Personal Expression, Release, and Exploration of the theme of "Breaking"

Posts tagged ‘feelings’

Take Me

It flows through me like lava, burning my soul

It makes me want to shake and lose all control

Sometimes it breaks me, sometimes it makes me feel whole

It makes me live, when life has taken its toll

It wants what it wants but disappears at a whim

It teases and taunts and sometimes fills to the brim

To be there with it I have to go out on a limb

The way to contact it leads through the within

I write and talk to you and ask you to stay

I don’t want to bother you but I have so much to say

The cracks in the walls come out when we play

You know I’ll be there with you, come what may.

Multiple Meanings, Levels, Aspects of The “Breaking” concept.

More about the breaking…it is not just a “BDSM” sexual thing..there is reality on multiple levels.
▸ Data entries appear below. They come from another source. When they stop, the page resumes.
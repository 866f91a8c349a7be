mod partial_success ;
mod naming ;

pub use partial_success::{ PartialSuccess, Merge };
pub use naming::{ lower_camel, escape_keyword, UniqueNames };
use crate::contract::{ Accessibility, Member, Method, MethodKind, Parameter, Property, TypeParameter };
use crate::utils::escape_keyword ;
use super::writer::SourceWriter ;



/// Whether `member` gets a forwarding counterpart. Accessors are covered by
/// their property; operators, conversions, constructors and static members
/// cannot be reached through an instance.
pub fn is_forwarded( member: &Member ) -> bool {
	match member {
		Member::Method( method ) => method.kind() == MethodKind::Ordinary,
		Member::Property( _ ) => true,
	}
}

/// Writes the forwarding counterpart of `member`, delegating to the field `slot`.
/// Members that are not forwarded are skipped.
pub fn write_member( writer: &mut SourceWriter, slot: &str, member: &Member ) {
	match member {
		Member::Method( method ) if method.kind() != MethodKind::Ordinary => {}
		Member::Method( method ) => write_method( writer, slot, method ),
		Member::Property( property ) => write_property( writer, slot, property ),
	}
}

fn write_method( writer: &mut SourceWriter, slot: &str, method: &Method ) {

	let name = escape_keyword( method.name() );
	let generics = type_parameter_list( method.type_parameters() );
	let declared = method.parameters().iter().map( declare_parameter ).collect::<Vec<_>>().join( ", " );
	let forwarded = method.parameters().iter().map( forward_argument ).collect::<Vec<_>>().join( ", " );

	let signature = format!(
		"{} {} {}{}({}){}",
		method.accessibility(),
		method.returns().unwrap_or( "void" ),
		name,
		generics,
		declared,
		constraint_clauses( method.type_parameters() ),
	);
	let call = format!( "this.{}.{}{}({});", slot, name, generics, forwarded );

	writer.scoped( signature, | writer | match method.is_void() {
		true => writer.line( call ),
		false => writer.line( format!( "return {}", call )),
	});

}

fn write_property( writer: &mut SourceWriter, slot: &str, property: &Property ) {

	let name = escape_keyword( property.name() );
	let modifier = | accessor: Accessibility | match accessor.is_narrower_than( property.accessibility() ) {
		true => format!( "{} ", accessor ),
		false => String::new(),
	};

	writer.scoped( format!( "{} {} {}", property.accessibility(), property.ty(), name ), | writer | {
		if let Some( getter ) = property.getter() {
			writer.line( format!( "{}get => this.{}.{};", modifier( getter ), slot, name ));
		}
		if let Some( setter ) = property.setter() {
			writer.line( format!( "{}set => this.{}.{} = value;", modifier( setter ), slot, name ));
		}
	});

}

fn type_parameter_list( parameters: &[TypeParameter] ) -> String {
	match parameters.is_empty() {
		true => String::new(),
		false => format!( "<{}>", parameters.iter().map( TypeParameter::name ).collect::<Vec<_>>().join( ", " )),
	}
}

fn constraint_clauses( parameters: &[TypeParameter] ) -> String {
	parameters.iter()
		.filter(| parameter | !parameter.constraints().is_empty() )
		.map(| parameter | format!( " where {} : {}", parameter.name(), parameter.constraints().join( ", " )))
		.collect()
}

fn declare_parameter( parameter: &Parameter ) -> String {
	let modifier = parameter.pass_by().declaration_keyword().map(| keyword | format!( "{} ", keyword )).unwrap_or_default();
	let default = parameter.default().map(| value | format!( " = {}", value )).unwrap_or_default();
	format!( "{}{} {}{}", modifier, parameter.ty(), escape_keyword( parameter.name() ), default )
}

fn forward_argument( parameter: &Parameter ) -> String {
	let modifier = parameter.pass_by().call_keyword().map(| keyword | format!( "{} ", keyword )).unwrap_or_default();
	format!( "{}{}", modifier, escape_keyword( parameter.name() ))
}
And they interconnect…breaking is a part and a pathway to connection with our self inside, and with another on a deep level, and to broader awareness. It is not destructive. It is healing and freeing. Liberation, release. Sometimes breaking is good. Sometimes we need to break…break through…it does not always mean breakdown or destruction, at least not in the negative, tormenting sense. Words can’t capture the essence. But the word for me is important…I have my little fixations.

Breaking open. That is a good way to put it.

The BDSM aspect…that is another aspect. I am trying, to figure out how it all relates, ties….where reality lies. As usual.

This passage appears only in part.